Surgical/mechanical devices for addressing TBM can be broadly categorized into stents, namely devices placed inside or within the passageway (e.g., trachea), and splints, namely devices implanted externally around the passageway (e.g., the trachea). Stents offer an easier surgical approach, but are associated with more complications, including stent migration, granulation tissue leading to secondary obstruction, the need for multiple procedures and even death. Further, conventional silicone and metal tracheal stents have posed difficulties in placement, stent migration or distortion, lack of tissue growth, permanence and decreased adjustability. These complications have prompted the U.S. Food and Drug Administration (FDA) to issue a warning against the use of tracheal stents.
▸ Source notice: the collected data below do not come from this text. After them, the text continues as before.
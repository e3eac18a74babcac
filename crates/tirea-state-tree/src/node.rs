//! Handles bound to one path of a store.

use serde::de::DeserializeOwned;
use serde::Serialize;
use std::fmt;
use std::rc::Rc;

use crate::accessor::{self, check_parent};
use crate::{Changes, Path, RootStore, Seg, StoreResult, Value};

/// A read/write handle for the value at one path.
///
/// Nodes are cheap to create and never fail to construct, even when nothing
/// exists at their path yet. While a path is active (something is subscribed
/// to it or below it), [`child`](StoreNode::child) hands out the same node
/// instance; otherwise each call returns a fresh, equivalent node.
#[derive(Clone)]
pub struct StoreNode(Rc<NodeInner>);

struct NodeInner {
    store: RootStore,
    path: Path,
}

impl StoreNode {
    pub(crate) fn new(store: RootStore, path: Path) -> Self {
        Self(Rc::new(NodeInner { store, path }))
    }

    pub fn path(&self) -> &Path {
        &self.0.path
    }

    /// The store this node belongs to.
    pub fn root_store(&self) -> RootStore {
        self.0.store.clone()
    }

    /// Whether both handles are the same node instance.
    pub fn ptr_eq(a: &StoreNode, b: &StoreNode) -> bool {
        Rc::ptr_eq(&a.0, &b.0)
    }

    /// The current value at this path, read fresh from the root.
    pub fn value(&self) -> Value {
        self.0.store.read(&self.0.path)
    }

    /// Deserialize the current value.
    pub fn value_as<T: DeserializeOwned>(&self) -> StoreResult<T> {
        Ok(serde_json::from_value(self.value().to_json())?)
    }

    /// The node one level below this one.
    pub fn child(&self, key: impl Into<Seg>) -> StoreNode {
        self.0.store.node_at(self.0.path.child(key))
    }

    /// One node per key currently present under this path.
    ///
    /// Object keys come back in key order, array items in index order.
    /// Anything else has no children.
    pub fn children(&self) -> Vec<StoreNode> {
        match self.value() {
            Value::Object(obj) => obj.keys().into_iter().map(|k| self.child(k)).collect(),
            Value::Array(arr) => (0..arr.len()).map(|i| self.child(i)).collect(),
            _ => Vec::new(),
        }
    }

    /// The change stream of this path.
    pub fn changes(&self) -> Changes {
        Changes::new(self.clone())
    }

    /// Replace the value at this path.
    ///
    /// Setting a value that is already [`same`](Value::same) as the current
    /// one changes nothing and notifies nobody.
    pub fn set(&self, value: impl Into<Value>) -> StoreResult<()> {
        let value = value.into();
        self.0
            .store
            .write(&self.0.path, |root| accessor::copy_with_set(root, &self.0.path, value))
    }

    /// Serialize `value` and store the result at this path.
    pub fn set_serialized<T: Serialize>(&self, value: &T) -> StoreResult<()> {
        let json = serde_json::to_value(value)?;
        self.set(json)
    }

    /// Shallow-merge `partial` into the object at this path.
    pub fn assign(&self, partial: impl Into<Value>) -> StoreResult<()> {
        let partial = partial.into();
        self.0.store.write(&self.0.path, |root| {
            accessor::copy_with_assign(root, &self.0.path, &partial)
        })
    }

    /// Replace the value with `f(current)`.
    ///
    /// Fails with [`StoreError::MissingParent`](crate::StoreError::MissingParent)
    /// before calling `f` when the parent container is absent.
    pub fn set_using<F, V>(&self, f: F) -> StoreResult<()>
    where
        F: FnOnce(&Value) -> V,
        V: Into<Value>,
    {
        self.0.store.write(&self.0.path, |root| {
            check_parent(root, &self.0.path)?;
            let next = f(&accessor::get(root, &self.0.path)).into();
            accessor::copy_with_set(root, &self.0.path, next)
        })
    }

    /// Edit the current value in place.
    ///
    /// `f` may mutate the contents of the array or object it is given. The
    /// value keeps its identity, so subscribers of this exact path are not
    /// notified; subscribers of every ancestor are.
    ///
    /// ```
    /// use tirea_state_tree::RootStore;
    /// use serde_json::json;
    ///
    /// let store = RootStore::new(json!({"array": []}));
    /// store
    ///     .child("array")
    ///     .mutate_using(|v| v.as_array().unwrap().push(1))
    ///     .unwrap();
    /// assert_eq!(store.child("array").value(), json!([1]));
    /// ```
    pub fn mutate_using<F>(&self, f: F) -> StoreResult<()>
    where
        F: FnOnce(&Value),
    {
        self.0.store.write(&self.0.path, |root| {
            accessor::mutate_in_place(root, &self.0.path, f)
        })
    }

    /// Remove this path's key from its parent object.
    pub fn delete(&self) -> StoreResult<()> {
        self.0
            .store
            .write(&self.0.path, |root| accessor::copy_with_delete(root, &self.0.path))
    }
}

impl fmt::Debug for StoreNode {
    fn fmt(&self, f: &mut fmt::Formatter<'_>) -> fmt::Result {
        f.debug_tuple("StoreNode").field(&self.0.path).finish()
    }
}

#[cfg(test)]
mod tests {
    use super::*;
    use crate::{path, StoreError};
    use serde::Deserialize;
    use serde_json::json;

    #[derive(Debug, PartialEq, Serialize, Deserialize)]
    struct Nested {
        state: i64,
    }

    fn store() -> RootStore {
        RootStore::new(json!({
            "counter": 0,
            "nested": {"state": 0},
            "list": ["a", "b"]
        }))
    }

    #[test]
    fn test_child_paths() {
        let store = store();
        let node = store.child("nested").child("state");
        assert_eq!(node.path(), &path!("nested", "state"));
        assert_eq!(node.value(), json!(0));
        assert!(store.child("nope").child("deeper").value().is_undefined());
    }

    #[test]
    fn test_root_store_reachable_from_any_depth() {
        let store = store();
        let deep = store.child("a").child("b").child(3);
        assert!(deep.root_store().ptr_eq(&store));
    }

    #[test]
    fn test_set_and_assign() {
        let store = store();
        store.child("counter").set(5).unwrap();
        store.child("nested").assign(json!({"extra": true})).unwrap();
        assert_eq!(
            store.state(),
            json!({"counter": 5, "nested": {"state": 0, "extra": true}, "list": ["a", "b"]})
        );
    }

    #[test]
    fn test_set_using_checks_parent() {
        let store = store();
        store
            .child("counter")
            .set_using(|v| v.as_i64().unwrap_or_default() + 1)
            .unwrap();
        assert_eq!(store.child("counter").value(), json!(1));

        // a missing leaf is fine, a missing parent is not
        store.child("fresh").set_using(|_| 1).unwrap();
        let mut called = false;
        let err = store
            .child("optional")
            .child("state")
            .set_using(|_| {
                called = true;
                1
            })
            .unwrap_err();
        assert!(matches!(err, StoreError::MissingParent { .. }));
        assert!(!called);
    }

    #[test]
    fn test_delete() {
        let store = store();
        store.child("nested").delete().unwrap();
        assert!(store.child("nested").value().is_undefined());
        assert!(store.state().as_object().unwrap().get("nested").is_undefined());
    }

    #[test]
    fn test_children() {
        let store = store();
        let keys: Vec<Path> = store.root().children().iter().map(|n| n.path().clone()).collect();
        assert_eq!(keys, vec![path!("counter"), path!("list"), path!("nested")]);

        let items: Vec<Value> = store
            .child("list")
            .children()
            .iter()
            .map(StoreNode::value)
            .collect();
        assert_eq!(items, vec![Value::from("a"), Value::from("b")]);

        assert!(store.child("counter").children().is_empty());
    }

    #[test]
    fn test_typed_bridge() {
        let store = store();
        let nested: Nested = store.child("nested").value_as().unwrap();
        assert_eq!(nested, Nested { state: 0 });

        store.child("nested").set_serialized(&Nested { state: 9 }).unwrap();
        assert_eq!(store.child("nested").child("state").value(), json!(9));

        let err = store.child("counter").value_as::<Nested>().unwrap_err();
        assert!(matches!(err, StoreError::Serialization(_)));
    }

    #[test]
    fn test_debug_shows_path() {
        let store = store();
        assert_eq!(
            format!("{:?}", store.child("a").child(0)),
            r#"StoreNode(Path([Key("a"), Index(0)]))"#
        );
    }
}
Splints, however, have also exhibited various complications, including tracheal erosion and granuloma formation. These detrimental effects are believed to be attributable to the conventional materials used to form the splints in that they are too stiff. Further, there is concern that overly stiff devices restrict tracheobronchial growth, causing more long term complications, especially in children. Tracheal banding in rat models has been found not only to restrict tracheal growth, but to lead to smaller overall lung volumes, less alveoli and smaller overall body growth. However, devices that are not stiff enough fail to create/maintain tracheobronchial patency and, further, easily migrate from the desired position. While degradable devices have been proposed as a partial solution, these devices have been observed to degrade too rapidly, thus allowing insufficient time for the trachea to remodel and become structurally competent, thereby failing to resolve the TBM or other passageway defects. Thus, implantable devices that improve upon these issues to decrease mortality, improve patient outcomes, including improve growth to permit the defective passageway to develop structural competency, and to enhance the quality of life of an animal having such a passageway defect would be desirable.